Somewhere along the way I get through one complete performance.  And it feels so-so.  I pause to check the footage.  And it looks okay.  It clears the bar.  Just.  It ticks the boxes without feeling "great".  It lacks the energy and spontaneity I had at the start, the technical proficiency in individual movements I'd honed in the middle and the flow I'd established somewhere towards the end.  But it works.  Well enough.

By that time I realise that I've been training solidly for an hour.  I'm drenched with sweat. I've been focused on one goal the entire time, trying to stay "in the zone".

When I think about it, I now do all my training - even my "kitchen training" in the same way.  I'm so used to the work ethic of video recording that I now apply it universally.  If I have half an hour at the gym at lunchtime, I am focused for that whole half hour.  If I am leading a class in repetitions I am focused.  I train as if a camera were on me - as if I'm trying to "record it for posterity".  Whether it be my form in push-ups (and the required number) or the performance of a form, or the execution of a throw or projection, I always approach the task the same way: with the goal of "getting it right" - right enough to serve as a point of reference.  


I initially filmed this with my own performance being less than stellar.  And received
howls of protest and derision.  I had to re-film it with the right focus and effort - all at some
personal cost due to injury, including a broken hand.  Such is life.


The fact that there is no camera on me most of the time is, of course, irrelevant.  Because the net effect of this work ethic - arrived at after years of footage in and after class - is that I've learned to make the most of very limited periods of time.

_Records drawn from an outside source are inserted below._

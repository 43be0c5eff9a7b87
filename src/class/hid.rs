//! Human interface device

use super::is_class_request;
use crate::descriptor::descriptor_type;
use crate::device::{
    ConfigId, ControlReply, Device, DevicePipe, FunctionOps, InterfaceInfo, PipeInfo,
};
use crate::error::{Error, Result};
use crate::pipe::TransferPipe;
use crate::setup::SetupPacket;
use alloc::{sync::Arc, vec, vec::Vec};
use core::sync::atomic::{AtomicU8, Ordering};
use spin::Mutex;
use usb_device::control::{Recipient, Request, RequestType};

pub const CLASS: u8 = 0x03;
pub const SUBCLASS_BOOT: u8 = 0x01;
pub const PROTOCOL_KEYBOARD: u8 = 0x01;
pub const PROTOCOL_MOUSE: u8 = 0x02;

const GET_REPORT: u8 = 0x01;
const GET_IDLE: u8 = 0x02;
const GET_PROTOCOL: u8 = 0x03;
const SET_REPORT: u8 = 0x09;
const SET_IDLE: u8 = 0x0A;
const SET_PROTOCOL: u8 = 0x0B;

/// Report types in the high byte of `wValue`
#[derive(Debug, Clone, Copy, PartialEq, Eq)]
#[repr(u8)]
pub enum ReportType {
    Input = 1,
    Output = 2,
    Feature = 3,
}

/// Boot protocol, or report protocol
pub const PROTOCOL_BOOT_MODE: u8 = 0;
pub const PROTOCOL_REPORT_MODE: u8 = 1;

/// How to build a HID interface
#[derive(Debug, Clone)]
pub struct HidInfo {
    pub subclass: u8,
    pub protocol: u8,
    pub report_descriptor: Vec<u8>,
    pub max_packet_size: u16,
    /// Polling interval of the interrupt endpoints
    pub interval: u8,
    /// Add an interrupt OUT endpoint for output reports
    pub out_endpoint: bool,
}

/// The HID class descriptor that follows the interface descriptor
fn hid_descriptor(report_len: usize) -> [u8; 9] {
    let len = (report_len as u16).to_le_bytes();
    [
        9,
        descriptor_type::HID,
        0x11,
        0x01,
        0,
        1,
        descriptor_type::HID_REPORT,
        len[0],
        len[1],
    ]
}

struct HidOps {
    interface: u8,
    report_descriptor: Vec<u8>,
    idle: AtomicU8,
    protocol: AtomicU8,
    input: Mutex<Vec<u8>>,
    output: Arc<Mutex<Option<Vec<u8>>>>,
}

impl HidOps {
    fn get_descriptor(&self, setup: &SetupPacket) -> Result<ControlReply> {
        let (kind, _) = setup.descriptor_type_index();
        match kind {
            descriptor_type::HID_REPORT => {
                Ok(ControlReply::data_in(self.report_descriptor.clone()))
            }
            descriptor_type::HID => Ok(ControlReply::data_in(hid_descriptor(
                self.report_descriptor.len(),
            ))),
            _ => Err(Error::NotSup),
        }
    }
}

impl FunctionOps for HidOps {
    fn setup(&self, setup: &SetupPacket) -> Result<ControlReply> {
        if setup.request_kind() == RequestType::Standard
            && setup.recipient() == Recipient::Interface
            && setup.request == Request::GET_DESCRIPTOR
        {
            return self.get_descriptor(setup);
        }
        if !is_class_request(setup, self.interface) {
            return Err(Error::NotSup);
        }
        let [report_id, report_type] = setup.value.to_le_bytes();
        match setup.request {
            GET_REPORT if report_type == ReportType::Input as u8 => {
                let input = self.input.lock();
                if input.is_empty() {
                    Ok(ControlReply::data_in(vec![0; usize::from(setup.length)]))
                } else {
                    Ok(ControlReply::data_in(input.clone()))
                }
            }
            SET_REPORT if report_type == ReportType::Output as u8 => {
                let output = Arc::clone(&self.output);
                trace!("HID SET_REPORT {}", report_id);
                Ok(ControlReply::data_out(move |data| {
                    *output.lock() = Some(data.to_vec());
                    Ok(())
                }))
            }
            GET_IDLE => Ok(ControlReply::data_in(vec![self.idle.load(Ordering::Relaxed)])),
            SET_IDLE => {
                self.idle.store(report_type, Ordering::Relaxed);
                Ok(ControlReply::ack())
            }
            GET_PROTOCOL => Ok(ControlReply::data_in(vec![
                self.protocol.load(Ordering::Relaxed)
            ])),
            SET_PROTOCOL if setup.value <= u16::from(PROTOCOL_REPORT_MODE) => {
                self.protocol.store(report_id, Ordering::Relaxed);
                Ok(ControlReply::ack())
            }
            _ => Err(Error::NotSup),
        }
    }

    fn disable(&self, _: u8) {
        self.protocol.store(PROTOCOL_REPORT_MODE, Ordering::Relaxed);
        self.idle.store(0, Ordering::Relaxed);
    }
}

/// A HID interface with an interrupt IN endpoint, and optionally an
/// interrupt OUT endpoint
pub struct Hid {
    ops: Arc<HidOps>,
    interrupt_in: DevicePipe,
    interrupt_out: Option<DevicePipe>,
}

impl Hid {
    pub fn new(device: &Device, config: ConfigId, interface: u8, info: HidInfo) -> Result<Self> {
        let ops = Arc::new(HidOps {
            interface,
            idle: AtomicU8::new(0),
            protocol: AtomicU8::new(PROTOCOL_REPORT_MODE),
            input: Mutex::new(Vec::new()),
            output: Arc::new(Mutex::new(None)),
            report_descriptor: info.report_descriptor,
        });
        device.add_function(
            config,
            InterfaceInfo {
                number: interface,
                class: CLASS,
                subclass: info.subclass,
                protocol: info.protocol,
                class_descriptors: hid_descriptor(ops.report_descriptor.len()).to_vec(),
                ..Default::default()
            },
            ops.clone(),
        )?;
        let pipe = PipeInfo::interrupt_in(info.max_packet_size, info.interval);
        let interrupt_in = device.pipe(device.add_pipe(config, interface, 0, pipe)?)?;
        let interrupt_out = if info.out_endpoint {
            let pipe = PipeInfo::interrupt_out(info.max_packet_size, info.interval);
            Some(device.pipe(device.add_pipe(config, interface, 0, pipe)?)?)
        } else {
            None
        };
        Ok(Self {
            ops,
            interrupt_in,
            interrupt_out,
        })
    }

    /// Send an input report
    ///
    /// The report also answers GET_REPORT(Input) from now on.
    pub fn write_report(&self, report: &[u8], timeout_ms: u32) -> Result<usize> {
        *self.ops.input.lock() = report.to_vec();
        self.interrupt_in.write(report, timeout_ms)
    }

    /// Receive an output report on the interrupt OUT endpoint
    pub fn read_report(&self, buf: &mut [u8], timeout_ms: u32) -> Result<usize> {
        match &self.interrupt_out {
            Some(pipe) => pipe.read(buf, timeout_ms),
            None => Err(Error::NotSup),
        }
    }

    /// Returns the last output report the host sent with SET_REPORT
    pub fn take_output_report(&self) -> Option<Vec<u8>> {
        self.ops.output.lock().take()
    }

    /// Idle rate in 4 ms units; zero means report only on change
    pub fn idle_rate(&self) -> u8 {
        self.ops.idle.load(Ordering::Relaxed)
    }

    pub fn protocol(&self) -> u8 {
        self.ops.protocol.load(Ordering::Relaxed)
    }
}

#[cfg(test)]
mod tests {
    use super::{Hid, HidInfo, PROTOCOL_BOOT_MODE, PROTOCOL_REPORT_MODE, SUBCLASS_BOOT};
    use crate::descriptor::descriptor_type;
    use crate::setup::SetupPacket;
    use crate::testing::{self, DeviceFixture};
    use crate::Error;
    use alloc::vec::Vec;
    use usb_device::control::{Recipient, RequestType};
    use usb_device::UsbDirection;

    const REPORT: [u8; 6] = [0x05, 0x01, 0x09, 0x02, 0xA1, 0xC0];

    fn hid(out_endpoint: bool) -> (DeviceFixture, Hid) {
        let fixture = testing::device();
        let config = fixture.device.add_config(None).unwrap();
        let hid = Hid::new(
            &fixture.device,
            config,
            0,
            HidInfo {
                subclass: SUBCLASS_BOOT,
                protocol: super::PROTOCOL_MOUSE,
                report_descriptor: REPORT.to_vec(),
                max_packet_size: 8,
                interval: 10,
                out_endpoint,
            },
        )
        .unwrap();
        fixture.device.run().unwrap();
        fixture.address_and_configure(config.value());
        (fixture, hid)
    }

    fn class(direction: UsbDirection, request: u8, value: u16, length: u16) -> SetupPacket {
        SetupPacket::new(
            direction,
            RequestType::Class,
            Recipient::Interface,
            request,
            value,
            0,
            length,
        )
    }

    /// Run an IN request and return the data stage
    fn control_in(fixture: &DeviceFixture, setup: SetupPacket) -> Vec<u8> {
        fixture.device.setup_received(&setup.to_bytes()).unwrap();
        let data = fixture.driver.take(0x80).unwrap();
        let bytes = data.with_buffer(|buf| buf[..data.length()].to_vec());
        data.complete(Ok(bytes.len()));
        fixture.driver.take(0x00).unwrap().complete(Ok(0));
        bytes
    }

    #[test]
    fn report_descriptor() {
        let (fixture, _hid) = hid(false);
        let mut setup = SetupPacket::get_descriptor(descriptor_type::HID_REPORT, 0, 0, 128);
        setup.request_type |= Recipient::Interface as u8;
        assert_eq!(control_in(&fixture, setup), REPORT);

        let mut setup = SetupPacket::get_descriptor(descriptor_type::HID, 0, 0, 9);
        setup.request_type |= Recipient::Interface as u8;
        let hid = control_in(&fixture, setup);
        assert_eq!(hid[1], descriptor_type::HID);
        assert_eq!(hid[7], REPORT.len() as u8);

        let config = fixture.device.config_descriptor(super::ConfigId(2)).unwrap();
        assert!(config.windows(2).any(|w| w == [9, descriptor_type::HID]));
    }

    #[test]
    fn idle_and_protocol() {
        let (fixture, hid) = hid(false);
        assert_eq!(hid.protocol(), PROTOCOL_REPORT_MODE);
        fixture.no_data_request(class(UsbDirection::Out, super::SET_IDLE, 0x7D00, 0));
        assert_eq!(hid.idle_rate(), 0x7D);
        assert_eq!(
            control_in(&fixture, class(UsbDirection::In, super::GET_IDLE, 0, 1)),
            [0x7D]
        );

        fixture.no_data_request(class(UsbDirection::Out, super::SET_PROTOCOL, 0, 0));
        assert_eq!(hid.protocol(), PROTOCOL_BOOT_MODE);
        assert_eq!(
            control_in(&fixture, class(UsbDirection::In, super::GET_PROTOCOL, 0, 1)),
            [PROTOCOL_BOOT_MODE]
        );
    }

    #[test]
    fn reports() {
        let (fixture, hid) = hid(false);
        fixture.driver.set_responder(|transfer| {
            (transfer.endpoint().index() != 0).then(|| Ok(transfer.length()))
        });
        assert_eq!(hid.write_report(&[1, 2, 3], 1000), Ok(3));
        assert_eq!(
            control_in(&fixture, class(UsbDirection::In, super::GET_REPORT, 0x0100, 3)),
            [1, 2, 3]
        );

        let set_report = class(UsbDirection::Out, super::SET_REPORT, 0x0200, 1);
        fixture.device.setup_received(&set_report.to_bytes()).unwrap();
        let data = fixture.driver.take(0x00).unwrap();
        data.with_buffer(|buf| buf[0] = 0x02);
        data.complete(Ok(1));
        fixture.driver.take(0x80).unwrap().complete(Ok(0));
        assert_eq!(hid.take_output_report(), Some([0x02].to_vec()));
        assert_eq!(hid.take_output_report(), None);

        let mut buf = [0; 8];
        assert_eq!(hid.read_report(&mut buf, 10), Err(Error::NotSup));
    }
}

Quite subconsciously, I've found myself arriving (more or less) at the point of mental discipline shown to my instructor by that anonymous student all those years ago.  

So when it comes to training on your own - or in a class for that matter - my main piece of advice is this: always train as if someone were recording you on video.  It'll keep you on your toes - and in the moment.  There's no better way to attain mental discipline and "zanshin".  There is no better way of making your training really count.